A dor exemplifica perfeitamente as diferenças entre os gêneros literários da autobiografia e do testemunho. Se o momento da escrita de uma autobiografia quase sempre obedece a anseios pessoais da autora, muitas vezes independentes do mundo histórico lá fora (divórcio, proximidade da morte, etc.), o momento da escrita de um testemunho obedece a anseios históricos, coletivos, sociais. Um testemunho sempre é uma autobiografia, mas a serviço da História, onde uma pessoa fala não por si, mas por todo uma coletividade silenciada ou subalternizada. Não é à toa que Duras escreve esse texto provavelmente em 1945, logo após guerra, mas só o publica quando, em resposta às primeiras narrativas negacionistas do Holocausto, começa uma nova onda de testemunhos de sobreviventes e vítimas. Em A dor, Duras não fala por Duras, mas, pelo contrário, em um mar de autobiografias de soldados vitoriosos, ela fala por todas as mulheres que esperaram, que sofreram, que não tiveram notícias, que enterraram seus filhos ou maridos, pais ou irmãos.
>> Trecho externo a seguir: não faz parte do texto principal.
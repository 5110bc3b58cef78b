use serde::Serialize;
use std::io;
use std::path::{Path, PathBuf};

/// Serializes `value` as pretty JSON and replaces `path` with it atomically.
///
/// The data is written to a sibling `.tmp` file first and renamed over the
/// target, so readers never observe a half-written file. Missing parent
/// directories are created.
pub fn write_json_atomic<T: Serialize + ?Sized>(path: &Path, value: &T) -> io::Result<()> {
    if let Some(parent) = path.parent().filter(|p| !p.as_os_str().is_empty()) {
        std::fs::create_dir_all(parent)?;
    }
    let content = serde_json::to_vec_pretty(value).map_err(io::Error::other)?;

    let mut tmp = path.as_os_str().to_owned();
    tmp.push(".tmp");
    std::fs::write(&tmp, content)?;
    std::fs::rename(&tmp, path)
}

/// Renames an unreadable data file to `<path>.corrupt` so a fresh one can
/// take its place without losing the old content. Returns the new location.
pub fn move_aside(path: &Path) -> io::Result<PathBuf> {
    let mut aside = path.as_os_str().to_owned();
    aside.push(".corrupt");
    let aside = PathBuf::from(aside);
    std::fs::rename(path, &aside)?;
    Ok(aside)
}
Mais tarde, em 2006, dez anos depois de sua morte, as dúvidas foram resolvidas com a publicação de seus cadernos, no livro Cadernos da guerra. De fato, o texto tinha sido em larga medida escrito em 1945, mas significantemente revisado e expandido para publicação em 1985. (A edição brasileira de A dor contém a fac-símile de seis páginas.) Comparar ambas versões, a dos cadernos e A dor, não só nos ensina muito sobre o método artístico de Duras, como até mesmo os trechos idênticos confirmam os insights de Jorge Luis Borges no conto Pierre Menard, autor do Quixote: o significado de um mesmo trecho, ao ser escrito em 1945 por uma mulher exausta que acabara de recuperar o marido que já julgava morto, não é o mesmo de quando publicado em 1985 por uma autora celebrada que ganhara o prêmio literário mais prestigioso do país no ano anterior.

A dor é a maior obra-prima de Duras, pois é o único livro no qual ela vence Duras, sua vaidade e seu autocentramento, e simplesmente se permite ser a porta-voz de uma comunidade maior, de uma verdade mais coletiva que suas obsessões pessoais de sempre. Elaine Scarry, em seu magnífico The body in pain, um dos ensaios mais brilhantes do século 20, infelizmente ainda inédito no Brasil, defende que a dor destrói a nossa habilidade de comunicação verbal. A verdadeira dor, por definição, seria incomunicável. Só mesmo, então, uma grande artista da palavra, que passou toda a carreira forçando os limites do dizível, tensionando a fronteira entre o que pode e o que não pode ser dito, para conseguir articular literariamente essa dor por definição indizível e inarticulável. De fato, A dor não é uma fonte histórica fidedigna. Duras nunca é uma fonte fidedigna de nada. Mas já temos muitos testemunhos das batalhas e massacres da Segunda Guerra. A dor é imbatível em sua precisão emocional. Talvez seja a melhor articulação literária da dor na literatura.

A dor
Marguerite Duras
Trad.: Luciane Guimarães Oliveira e Tatiane França
Bazar do Tempo
208 págs.
Olhos azuis, cabelos pretos & A puta da costa normanda
Marguerite Duras
Trad.: Adriana Lisboa
Relicário
172 págs.
Savannah Bay
Marguerite Duras
Trad.: Angela Leite Lopes
Temporal
176 págs.
Marguerite Duras
Nasceu na Indochina Francesa, atual Vietnã, em 1914, e morreu em Paris, em 1996. Escreveu contos, romances, peças de teatro, filmes. Em 1984, recebeu o Goncourt, maior prêmio literário da França, por O amante.
Alex Castro

É autor de Mulher de um homem só (2009), Onde perdemos tudo (2011), Outrofobia (2015), Atenção (2019) e Mentiras reunidas (2023).